The algorithm the team developed took just one second to determine whether an entire head scan contained any signs of hemorrhage. It also traced the detailed outlines of the abnormalities it found—demonstrating their location within the brain’s three-dimensional structure. Some spots may be on the order of 100 pixels in size, in a 3-D stack of images containing over a million of them, and even expert radiologists sometimes miss them, with potentially grave consequences.
The algorithm found some small abnormalities that the experts missed. It also noted their location within the brain, and classified them according to subtype, information that physicians need to determine the best treatment. And the algorithm provided all of this information with an acceptable level of false positives—minimizing the amount of time that physicians would need to spend reviewing its results.
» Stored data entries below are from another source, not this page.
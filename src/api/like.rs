//! Like DTOs

use std::collections::HashMap;

use serde::{Deserialize, Serialize};

#[derive(Debug, Clone, Deserialize)]
#[serde(rename_all = "camelCase")]
pub struct LikeStatusDto {
    pub is_liked: bool,
}

#[derive(Debug, Clone, Deserialize)]
pub struct LikeCountDto {
    pub count: u32,
}

#[derive(Debug, Clone, Serialize)]
#[serde(rename_all = "camelCase")]
pub struct BatchLikeCountRequest {
    pub post_ids: Vec<i64>,
}

/// Counts keyed by post id; JSON object keys arrive as strings.
#[derive(Debug, Clone, Default, Deserialize)]
pub struct BatchLikeCountResponse {
    #[serde(default)]
    pub counts: HashMap<String, u32>,
}

impl BatchLikeCountResponse {
    /// Convert keys to post ids, skipping any that are not numeric.
    pub fn into_counts(self) -> HashMap<i64, u32> {
        self.counts
            .into_iter()
            .filter_map(|(key, count)| match key.trim().parse::<i64>() {
                Ok(id) => Some((id, count)),
                Err(_) => {
                    log::warn!("Ignoring like count for non-numeric post id {key:?}");
                    None
                }
            })
            .collect()
    }
}

#[cfg(test)]
mod tests {
    use super::*;

    #[test]
    fn test_batch_counts_skip_invalid_keys() {
        let json = r#"{ "counts": { "1": 4, "22": 0, "abc": 9 } }"#;
        let counts = serde_json::from_str::<BatchLikeCountResponse>(json)
            .unwrap()
            .into_counts();

        assert_eq!(counts.len(), 2);
        assert_eq!(counts[&1], 4);
        assert_eq!(counts[&22], 0);
    }
}
//! Building blocks shared by the repositories

use std::future::Future;
use std::hash::Hash;
use std::sync::Arc;

use serde::de::DeserializeOwned;

use crate::cache::BoundedTtlCache;
use crate::classify::{ErrorMessages, classify};
use crate::error::{AppError, Result};
use crate::transport::{ApiRequest, Transport};

/// A transport paired with one repository's error messages.
///
/// This is the single place transport failures become [`AppError`]s.
#[derive(Clone)]
pub struct Endpoint {
    transport: Arc<dyn Transport>,
    messages: ErrorMessages,
    resource: &'static str,
}

impl Endpoint {
    pub fn new(transport: Arc<dyn Transport>, messages: ErrorMessages, resource: &'static str) -> Self {
        Self {
            transport,
            messages,
            resource,
        }
    }

    /// Execute `request` and decode the JSON body.
    pub async fn fetch<D: DeserializeOwned>(&self, request: ApiRequest) -> Result<D> {
        let label = format!("{} {}", request.method, request.path);
        let response = self
            .transport
            .execute(request)
            .await
            .map_err(|failure| self.fail(&label, &failure))?;

        response.json().map_err(|failure| self.fail(&label, &failure))
    }

    /// Execute `request`, ignoring any body.
    pub async fn send(&self, request: ApiRequest) -> Result<()> {
        let label = format!("{} {}", request.method, request.path);
        self.transport
            .execute(request)
            .await
            .map(|_| ())
            .map_err(|failure| self.fail(&label, &failure))
    }

    fn fail(&self, label: &str, failure: &crate::error::TransportFailure) -> AppError {
        let error = classify(failure, &self.messages);
        log::warn!(
            "{} request {label} failed: {failure} ({}: {})",
            self.resource,
            error.kind(),
            error
        );
        error
    }
}

/// Cache-aside read: return the cached value for `key`, or run `load` and
/// cache its successful result. Failures leave the cache untouched.
pub async fn cache_aside<K, V, F, Fut>(cache: &BoundedTtlCache<K, V>, key: K, load: F) -> Result<V>
where
    K: Eq + Hash + Clone + std::fmt::Debug,
    V: Clone,
    F: FnOnce() -> Fut,
    Fut: Future<Output = Result<V>>,
{
    if let Some(hit) = cache.get(&key) {
        log::debug!("Cache hit for {key:?}");
        return Ok(hit);
    }

    log::debug!("Cache miss for {key:?}");
    let value = load().await?;
    cache.put(key, value.clone());
    Ok(value)
}

/// Trimmed `value`, or a validation error when it is blank.
pub fn require_text(value: &str, message: &str) -> Result<String> {
    let trimmed = value.trim();
    if trimmed.is_empty() {
        return Err(AppError::Validation(message.to_string()));
    }
    Ok(trimmed.to_string())
}

pub const INVALID_EMAIL: &str = "Invalid email format";

/// Loose structural email check: `local@domain.tld`, no whitespace.
pub fn is_valid_email(value: &str) -> bool {
    let value = value.trim();
    if value.chars().any(char::is_whitespace) {
        return false;
    }
    let Some((local, domain)) = value.split_once('@') else {
        return false;
    };
    if local.is_empty() || domain.contains('@') {
        return false;
    }
    match domain.rsplit_once('.') {
        Some((host, tld)) => !host.is_empty() && tld.len() >= 2,
        None => false,
    }
}

pub fn require_email(value: &str) -> Result<String> {
    if !is_valid_email(value) {
        return Err(AppError::Validation(INVALID_EMAIL.to_string()));
    }
    Ok(value.trim().to_string())
}
//! AgroHub CLI - command-line companion for the AgroHub community backend

use clap::Parser;

mod cli;
mod output;

use cli::Cli;

#[tokio::main]
async fn main() {
    let cli = Cli::parse();
    init_logging(cli.debug);

    if let Err(err) = cli::run(cli).await {
        eprintln!("Error: {err:#}");
        std::process::exit(1);
    }
}

/// `--debug` forces debug output; otherwise `RUST_LOG` applies with a warn default.
fn init_logging(debug: bool) {
    let mut builder =
        env_logger::Builder::from_env(env_logger::Env::default().default_filter_or("warn"));
    if debug {
        builder.filter_module("agrohub", log::LevelFilter::Debug);
    }
    builder.format_timestamp(None).init();
}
Yuh said one of the hardest things to achieve with the AI technology was the ability to determine whether an entire exam, consisting of a 3-D “stack” of approximately 30 images, was normal.
“Achieving 95 percent accuracy on a single image, or even 99 percent, is not OK, because in a series of 30 images, you’ll make an incorrect call on one of every 2 or 3 scans,” she said. “To make this clinically useful, you have to get all 30 images correct—what we call exam level accuracy. If a computer is pointing out a lot of false positives, it will slow the radiologist down, and may lead to more errors.”
The radiology experts said the algorithm’s ability to find very small abnormalities and demonstrate their location in the brain was a substantial advance.
“The hemorrhage can be tiny and still be significant,” said Pratik Mukherjee, MD, Ph.D., professor of radiology at UCSF. “That’s what makes a radiologist’s job so hard, and that’s why these things occasionally get missed. If a patient has an aneurysm, and it’s starting to bleed, and you send them home, they can die.”
Jitendra Malik, Ph.D., the Arthur J. Chick Professor of Electrical Engineering and Computer Sciences at Berkeley, said the key was choosing which data to feed into the model. The new study made use of a type of deep learning known as a fully convolutional neural network, or FCN, which trains algorithms on a relatively small number of images, in this case 4,396 CT exams. But the training images used by the researchers were packed with information, because each small abnormality was manually delineated at the pixel level. The richness of this data—along with other steps that prevented the model from misinterpreting random variations or “noise” as meaningful—created an extremely accurate algorithm.
The scientists could have chosen to feed an entire stack of images, or one complete image, all at once. Instead, they chose to feed only a portion or “patch” of an image at a time, contextualizing this image with the ones that directly preceded and followed it in the stack. Viewing an image in patches is also how people read text or look at a computer screen, and this enabled the network to learn from the relevant information in the data without “overfitting” the model by drawing conclusions based on insignificant variations that were also present in the data. They called their model PatchFCN.
“We took the approach of marking out every abnormality—that’s why we had much, much better data,” said Malik, a co-corresponding author of the study. “Then we made the best use possible of that data. That’s how we achieved success.”
A noted computer vision expert, Malik said he gets many more requests to collaborate on research than he can honor, but he agreed to work on Yuh and Mukherjee’s project because of its great potential to help patients.
The authors are now applying the algorithm to CT scans from trauma centers across the country that are enrolled in a research study led by UCSF’s Geoffrey Manley, MD, Ph.D., professor and vice chair of neurosurgery.